Every Orthodox Christian is in essence being asked: Do you believe and confess that Orthodox and heterodox baptism are one and the same—are both the “one baptism for the remission of sins”? If, however, you accept that the “one baptism” we confess in the Symbol of Faith is the same as that “baptism” performed by the heterodox, it follows that the “one Church” is identified with a “church” to which the heterodox also belong.
Moreover, if the heterodox are baptized into Christ and into the life of Christ, have “put on Christ” in baptism, then they lack nothing of the Grace of God and surely the only thing which prevents them from sharing in Holy Communion with the Orthodox is prejudice and misunderstanding. For, if dogmatic truth is no longer a necessary criterion for membership in the Church, we will find no reasons other than prejudice and misunderstandings to refrain from union.

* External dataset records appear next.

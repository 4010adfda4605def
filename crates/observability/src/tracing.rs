//! Tracing/logging initialization.
//!
//! `RUST_LOG` selects the filter (default `info`); `LOG_FORMAT=pretty` switches
//! from JSON lines to human-readable output.

use tracing_subscriber::EnvFilter;

/// Log output format.
#[derive(Debug, Clone, Copy, PartialEq, Eq, Default)]
pub enum LogFormat {
    #[default]
    Json,
    Pretty,
}

impl LogFormat {
    /// Anything other than `pretty` (case-insensitive) is JSON.
    pub fn parse(value: Option<&str>) -> Self {
        match value.map(str::trim) {
            Some(v) if v.eq_ignore_ascii_case("pretty") => LogFormat::Pretty,
            _ => LogFormat::Json,
        }
    }

    pub fn from_env() -> Self {
        Self::parse(std::env::var("LOG_FORMAT").ok().as_deref())
    }
}

/// Initialize tracing/logging for the process.
///
/// Safe to call multiple times (subsequent calls are no-ops).
pub fn init() {
    init_with(LogFormat::from_env());
}

pub fn init_with(format: LogFormat) {
    let filter = EnvFilter::try_from_default_env().unwrap_or_else(|_| EnvFilter::new("info"));

    let builder = tracing_subscriber::fmt()
        .with_env_filter(filter)
        .with_timer(tracing_subscriber::fmt::time::SystemTime)
        .with_thread_names(true);

    let _ = match format {
        LogFormat::Json => builder.json().with_target(false).try_init(),
        LogFormat::Pretty => builder.with_target(true).try_init(),
    };
}

#[cfg(test)]
mod tests {
    use super::*;

    #[test]
    fn format_defaults_to_json() {
        assert_eq!(LogFormat::parse(None), LogFormat::Json);
        assert_eq!(LogFormat::parse(Some("json")), LogFormat::Json);
        assert_eq!(LogFormat::parse(Some("nonsense")), LogFormat::Json);
        assert_eq!(LogFormat::parse(Some(" Pretty ")), LogFormat::Pretty);
    }

    #[test]
    fn init_is_idempotent() {
        init_with(LogFormat::Pretty);
        init_with(LogFormat::Json);
    }
}
#[derive(Debug, thiserror::Error)]
pub enum DispatchError {
    /// Malformed request; nothing was written.
    #[error("validation error: {0}")]
    Validation(String),
    #[error("quota exceeded: {0}")]
    QuotaExceeded(String),
    #[error("job not found: {0}")]
    NotFound(JobId),
    /// Caller does not own the job.
    #[error("job {0} belongs to another owner")]
    Forbidden(JobId),
    #[error("job {job_id} is already {status}")]
    AlreadyTerminal { job_id: JobId, status: JobStatus },
    #[error("ledger error: {0}")]
    Ledger(LedgerError),
    #[error("cache error: {0}")]
    Cache(#[from] CacheError),
}

impl From<DomainError> for DispatchError {
    fn from(value: DomainError) -> Self {
        match value {
            DomainError::QuotaExceeded(msg) => DispatchError::QuotaExceeded(msg),
            DomainError::Validation(msg)
            | DomainError::InvalidId(msg)
            | DomainError::InvariantViolation(msg) => DispatchError::Validation(msg),
        }
    }
}

impl From<LedgerError> for DispatchError {
    fn from(value: LedgerError) -> Self {
        match value {
            LedgerError::NotFound(id) => DispatchError::NotFound(id),
            LedgerError::AlreadyTerminal { job_id, status } => {
                DispatchError::AlreadyTerminal { job_id, status }
            }
            other => DispatchError::Ledger(other),
        }
    }
}

/// Accepts submissions and cancellations.
pub struct Dispatcher {
    ledger: Arc<dyn JobLedger>,
    cache: Arc<dyn ResultCache>,
    config: DispatcherConfig,
}

impl Dispatcher {
    pub fn new(
        ledger: Arc<dyn JobLedger>,
        cache: Arc<dyn ResultCache>,
        config: DispatcherConfig,
    ) -> Self {
        Self {
            ledger,
            cache,
            config,
        }
    }

    pub fn config(&self) -> &DispatcherConfig {
        &self.config
    }

    #[instrument(
        skip(self, request),
        fields(owner = %request.owner_ref, source = %request.source_ref, requested = request.requested_count),
        err(Display)
    )]
    pub fn submit(&self, request: SubmitRequest) -> Result<Submission, DispatchError> {
        self.validate(&request)?;

        // The job carries the normalised inputs; its fingerprint is the request identity.
        let job = Job::new(
            request.owner_ref,
            request.source_ref,
            request.requested_count,
            request.params,
        );
        let fingerprint = job.fingerprint.clone();

        if let Some((result_ref, result)) = self.cached_result(&fingerprint) {
            info!(fingerprint = %fingerprint.short(), "cache hit");
            return Ok(Submission::Cached {
                fingerprint,
                result_ref,
                result,
            });
        }

        if let Some(job) = self.ledger.find_in_flight(&fingerprint)? {
            info!(job_id = %job.id, fingerprint = %fingerprint.short(), "joined in-flight job");
            return Ok(Submission::InFlight {
                job_id: job.id,
                fingerprint,
            });
        }

        let active = self.ledger.count_active_for_owner(&job.owner_ref)?;
        if active >= self.config.max_active_jobs_per_owner {
            return Err(DispatchError::QuotaExceeded(format!(
                "owner already has {active} active jobs (limit {})",
                self.config.max_active_jobs_per_owner
            )));
        }

        match self.ledger.enqueue_unique(job)? {
            EnqueueOutcome::Created(job_id) => {
                info!(job_id = %job_id, fingerprint = %fingerprint.short(), "job queued");
                Ok(Submission::Queued {
                    job_id,
                    fingerprint,
                })
            }
            EnqueueOutcome::Existing(job_id) => {
                debug!(job_id = %job_id, "lost enqueue race; joined existing job");
                Ok(Submission::InFlight {
                    job_id,
                    fingerprint,
                })
            }
        }
    }

    /// Cancel a queued or processing job owned by `owner`.
    #[instrument(skip(self), err(Display))]
    pub fn cancel(&self, job_id: JobId, owner: &OwnerRef) -> Result<Job, DispatchError> {
        let job = self
            .ledger
            .get(job_id)?
            .ok_or(DispatchError::NotFound(job_id))?;
        if &job.owner_ref != owner {
            return Err(DispatchError::Forbidden(job_id));
        }
        let cancelled = self.ledger.cancel(job_id)?;
        info!(job_id = %job_id, "job cancelled");
        Ok(cancelled)
    }

    fn validate(&self, request: &SubmitRequest) -> Result<(), DispatchError> {
        let source = request.source_ref.as_str();
        if source.trim().is_empty() {
            return Err(DomainError::validation("source_ref must not be empty").into());
        }
        if source.len() > MAX_SOURCE_REF_LEN {
            return Err(DomainError::validation(format!(
                "source_ref longer than {MAX_SOURCE_REF_LEN} bytes"
            ))
            .into());
        }
        let owner = request.owner_ref.as_str();
        if owner.trim().is_empty() || owner.len() > MAX_OWNER_REF_LEN {
            return Err(DomainError::validation("owner_ref must be 1..=256 bytes").into());
        }
        if request.requested_count == 0 {
            return Err(DomainError::validation("requested_count must be at least 1").into());
        }
        if request.requested_count > self.config.max_requested_count {
            return Err(DomainError::quota(format!(
                "requested_count {} exceeds the limit of {}",
                request.requested_count, self.config.max_requested_count
            ))
            .into());
        }
        request.params.validate()?;
        Ok(())
    }

    /// A usable cached result. Cache and ledger read failures degrade to a miss.
    fn cached_result(&self, fingerprint: &Fingerprint) -> Option<(ResultRef, AnalysisResult)> {
        let entry = match self.cache.get(fingerprint, Utc::now()) {
            Ok(entry) => entry?,
            Err(e) => {
                warn!(error = %e, "cache lookup failed; treating as miss");
                return None;
            }
        };
        match self.ledger.load_result(entry.result_ref) {
            Ok(Some(result)) => Some((entry.result_ref, result)),
            Ok(None) => {
                warn!(result_ref = %entry.result_ref, "cache entry points at a missing result");
                None
            }
            Err(e) => {
                warn!(error = %e, "result load failed; treating as miss");
                None
            }
        }
    }
}

#[cfg(test)]
mod tests {
    use super::*;

    use bulklabel_core::WorkerId;

    use crate::cache::{CacheConfig, InMemoryResultCache};
    use crate::jobs::InMemoryJobLedger;

    struct Fixture {
        ledger: Arc<InMemoryJobLedger>,
        cache: Arc<InMemoryResultCache>,
        dispatcher: Dispatcher,
    }

    fn fixture(config: DispatcherConfig) -> Fixture {
        let ledger = InMemoryJobLedger::arc();
        let cache = InMemoryResultCache::arc(CacheConfig::default());
        let dispatcher = Dispatcher::new(ledger.clone(), cache.clone(), config);
        Fixture {
            ledger,
            cache,
            dispatcher,
        }
    }

    fn request(owner: &str, source: &str, count: u64) -> SubmitRequest {
        SubmitRequest {
            owner_ref: OwnerRef::new(owner),
            source_ref: SourceRef::new(source),
            requested_count: count,
            params: ClassificationParams::new("sentiment-v2").with_labels(["positive", "negative"]),
        }
    }

    #[test]
    fn first_submission_queues_a_job() {
        let f = fixture(DispatcherConfig::default());
        let out = f.dispatcher.submit(request("alice", "video-1", 250)).unwrap();

        let Submission::Queued { job_id, .. } = out else {
            panic!("expected queued, got {out:?}");
        };
        let job = f.ledger.get(job_id).unwrap().unwrap();
        assert_eq!(job.status, JobStatus::Queued);
        assert_eq!(job.requested_count, 250);
    }

    #[test]
    fn duplicate_submission_returns_same_job() {
        let f = fixture(DispatcherConfig::default());
        let first = f.dispatcher.submit(request("alice", "video-1", 250)).unwrap();
        let second = f.dispatcher.submit(request("bob", "video-1", 250)).unwrap();

        assert!(matches!(second, Submission::InFlight { .. }));
        assert_eq!(first.job_id(), second.job_id());
        assert_eq!(f.ledger.stats().unwrap().queued, 1);
    }

    #[test]
    fn label_order_does_not_change_identity() {
        let f = fixture(DispatcherConfig::default());
        let first = f.dispatcher.submit(request("alice", "video-1", 10)).unwrap();
        let mut reordered = request("alice", "video-1", 10);
        reordered.params = ClassificationParams::new("sentiment-v2").with_labels(["negative", "positive"]);
        let second = f.dispatcher.submit(reordered).unwrap();
        assert_eq!(first.job_id(), second.job_id());
    }

    #[test]
    fn stored_job_carries_normalised_inputs() {
        let f = fixture(DispatcherConfig::default());
        let mut req = request("alice", "  video-1 ", 10);
        req.params = ClassificationParams::new(" sentiment-v2 ")
            .with_labels(["Positive", " Negative"])
            .with_language("EN");
        let job_id = f.dispatcher.submit(req).unwrap().job_id().unwrap();

        let job = f.ledger.get(job_id).unwrap().unwrap();
        assert_eq!(job.source_ref.as_str(), "video-1");
        assert_eq!(job.params.model, "sentiment-v2");
        assert_eq!(job.params.labels, vec!["negative".to_string(), "positive".to_string()]);
        assert_eq!(job.params.language.as_deref(), Some("en"));
        assert_eq!(
            job.fingerprint,
            Fingerprint::compute(&job.source_ref, job.requested_count, &job.params)
        );
    }

    #[test]
    fn cache_hit_returns_result_without_creating_a_job() {
        let f = fixture(DispatcherConfig::default());
        let req = request("alice", "video-1", 250);

        // Produce a completed result through the ledger the way a worker would.
        let Submission::Queued { job_id, fingerprint } = f.dispatcher.submit(req.clone()).unwrap() else {
            panic!("expected queued");
        };
        let w = WorkerId::new("w1");
        f.ledger.claim_next(&w).unwrap();
        let result = AnalysisResult::default();
        let result_ref = f.ledger.complete(job_id, &w, &result).unwrap();
        f.cache.put(&fingerprint, result_ref, 10, Utc::now()).unwrap();

        let before = f.ledger.stats().unwrap();
        let out = f.dispatcher.submit(req).unwrap();
        assert!(matches!(out, Submission::Cached { result_ref: r, .. } if r == result_ref));
        assert_eq!(f.ledger.stats().unwrap(), before);
    }

    #[test]
    fn dangling_cache_entry_is_a_miss() {
        let f = fixture(DispatcherConfig::default());
        let req = request("alice", "video-1", 5);
        let fp = Fingerprint::compute(&req.source_ref, req.requested_count, &req.params);
        f.cache.put(&fp, ResultRef::new(), 10, Utc::now()).unwrap();

        assert!(matches!(f.dispatcher.submit(req).unwrap(), Submission::Queued { .. }));
    }

    #[test]
    fn validation_rejects_bad_input_without_writing() {
        let f = fixture(DispatcherConfig::default());

        let err = f.dispatcher.submit(request("alice", "  ", 10)).unwrap_err();
        assert!(matches!(err, DispatchError::Validation(_)));

        let err = f.dispatcher.submit(request("alice", "video-1", 0)).unwrap_err();
        assert!(matches!(err, DispatchError::Validation(_)));

        let mut bad_params = request("alice", "video-1", 10);
        bad_params.params = ClassificationParams::new("");
        let err = f.dispatcher.submit(bad_params).unwrap_err();
        assert!(matches!(err, DispatchError::Validation(_)));

        assert_eq!(f.ledger.stats().unwrap().active(), 0);
    }

    #[test]
    fn requested_count_over_limit_is_quota_exceeded() {
        let f = fixture(DispatcherConfig::default().with_max_requested_count(100));
        let err = f.dispatcher.submit(request("alice", "video-1", 101)).unwrap_err();
        assert!(matches!(err, DispatchError::QuotaExceeded(_)));
    }

    #[test]
    fn owner_active_job_limit_is_enforced() {
        let f = fixture(DispatcherConfig::default().with_max_active_jobs_per_owner(2));
        f.dispatcher.submit(request("alice", "a", 10)).unwrap();
        f.dispatcher.submit(request("alice", "b", 10)).unwrap();

        let err = f.dispatcher.submit(request("alice", "c", 10)).unwrap_err();
        assert!(matches!(err, DispatchError::QuotaExceeded(_)));

        // Joining an existing job is still allowed, and other owners are unaffected.
        assert!(f.dispatcher.submit(request("alice", "a", 10)).is_ok());
        assert!(f.dispatcher.submit(request("bob", "c", 10)).is_ok());
    }

    #[test]
    fn cancel_checks_ownership_and_state() {
        let f = fixture(DispatcherConfig::default());
        let job_id = f
            .dispatcher
            .submit(request("alice", "video-1", 10))
            .unwrap()
            .job_id()
            .unwrap();

        let err = f.dispatcher.cancel(job_id, &OwnerRef::new("mallory")).unwrap_err();
        assert!(matches!(err, DispatchError::Forbidden(_)));

        let job = f.dispatcher.cancel(job_id, &OwnerRef::new("alice")).unwrap();
        assert_eq!(job.status, JobStatus::Cancelled);

        let err = f.dispatcher.cancel(job_id, &OwnerRef::new("alice")).unwrap_err();
        assert!(matches!(err, DispatchError::AlreadyTerminal { .. }));

        let err = f.dispatcher.cancel(JobId::new(), &OwnerRef::new("alice")).unwrap_err();
        assert!(matches!(err, DispatchError::NotFound(_)));
    }

    #[test]
    fn concurrent_duplicate_submissions_create_one_job() {
        let f = fixture(DispatcherConfig::default().with_max_active_jobs_per_owner(100));
        let dispatcher = Arc::new(f.dispatcher);

        let handles: Vec<_> = (0..8)
            .map(|n| {
                let d = dispatcher.clone();
                std::thread::spawn(move || {
                    d.submit(request(&format!("owner-{n}"), "video-1", 250))
                        .unwrap()
                        .job_id()
                        .unwrap()
                })
            })
            .collect();

        let ids: Vec<_> = handles.into_iter().map(|h| h.join().unwrap()).collect();
        assert!(ids.windows(2).all(|w| w[0] == w[1]));
        assert_eq!(f.ledger.stats().unwrap().queued, 1);
    }
}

One can expect claims that nothing has changed, that the practice of receiving the heterodox «κατ’ οικονομίαν» by chrismation was the norm for decades and it will continue to be. If the practice has not changed—a practice, which St. Nikodemos the Athonite’s interpretation calls into question—how it is understood definitely has changed. Although nowhere in the agreement is it stated that the heterodox baptism is considered by the Orthodox as inactive or lacking, some are now justifying the decision on the grounds that the Orthodox consider heterodox baptism to be a baptism «ἑν δυνάμει» (potential), and not «ἑν ἐνεργεία» (active). Besides the fact that this is stated nowhere in the agreement—and thus the Orthodox appear like Jesuits (saying one thing and thinking another)—“baptism ‘ἑν δυνάμη’” is unknown among the Fathers. What Father ever spoke of mysteries existing «ἑν δυνάμη» among the heterodox?
Dear Orthodox Christians, the canonical and patristic witness is clear. The 46th and 47th Apostolic Canons declare, respectively: “We order that a bishop or presbyter that recognized the baptism or sacrifice of heretics be defrocked. For what accord has Christ with Belial? Or what has a believer in common with an unbeliever? (c.f. 2 Cor. 6:15) and “If a bishop or presbyter baptize anew anyone that has had a true baptism, or fail to baptize someone that had been polluted by the impious, let him be defrocked, on the grounds that he is mocking the cross and death of the Lord, and fails to distinguish priests from false priests.”
More important, however, than even the anti-canonical nature of these agreements, if it be possible, is the implication that fundamental differences in faith no longer prevent us from effecting union with the heterodox. What we have here, is no less than a "false union," plain and simple—union of the churches in the “one baptism” of the Church. A confession of faith has been posited, one which says that the “one baptism” is every baptism, whether it be performed within or outside of the Church, by an Orthodox Christian or a heterodox, according to apostolic form or not. Furthermore, by implication, this new confession of faith also holds that, since we share the “one baptism” with the heterodox, and enjoy so-called partial union with them, they too are members of the Church—even if, perhaps “ecclesiastically lacking” in some way.
Every Orthodox Christian—especially every Orthodox shepherd—is called upon to resist this new “confession of faith” in word and deed and be ready always to give an answer to every man that asketh a reason of the hope that is in them (1 Pet. 3:15).